### HOW TO COMPLETE THIS TASK:
The expected response is a copy of every line in the entries below that includes the word "Deserialize".

Records excerpted from a collection
// SPDX-License-Identifier: MPL-2.0
// This Source Code Form is subject to the terms of the Mozilla Public
// License, v. 2.0. If a copy of the MPL was not distributed with this
// file, You can obtain one at https://mozilla.org/MPL/2.0/.

//! Command acknowledgements.

use serde::Deserialize;
use serde_json::Value;

/// Literal reply of the display when app switching has been paused.
pub const PAUSE_CONFIRMATION: &str = "App switching paused";

/// Generic `{"success": bool}` acknowledgement.
///
/// # Examples
///
/// ```
/// use awtrix_bridge::response::CommandAck;
///
/// let ack: CommandAck = serde_json::from_str(r#"{"success": true}"#).unwrap();
/// assert!(ack.is_success());
///
/// let missing: CommandAck = serde_json::from_str("{}").unwrap();
/// assert!(!missing.is_success());
/// ```
#[derive(Debug, Clone, Copy, Default, Deserialize)]
pub struct CommandAck {
    #[serde(default)]
    success: Option<bool>,
}

impl CommandAck {
    /// Reads the success indicator from any reply.
    ///
    /// Non-object replies and objects without a boolean `success` field count
    /// as not acknowledged.
    #[must_use]
    pub fn from_reply(reply: &Value) -> Self {
        Self {
            success: reply.get("success").and_then(Value::as_bool),
        }
    }

    /// Returns `true` only when the device reported `"success": true`.
    #[must_use]
    pub fn is_success(&self) -> bool {
        self.success.unwrap_or(false)
    }

    /// Returns the raw indicator, `None` when absent.
    #[must_use]
    pub fn success(&self) -> Option<bool> {
        self.success
    }
}

/// Returns `true` if the reply is the literal pause confirmation text.
///
/// The pause endpoint does not use the `success` field, so the reply text is
/// matched exactly.
#[must_use]
pub fn is_pause_confirmation(reply: &Value) -> bool {
    reply.as_str() == Some(PAUSE_CONFIRMATION)
}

### ANSWER BOX:
use serde::Deserialize;
#[derive(Debug, Clone, Copy, Default, Deserialize)]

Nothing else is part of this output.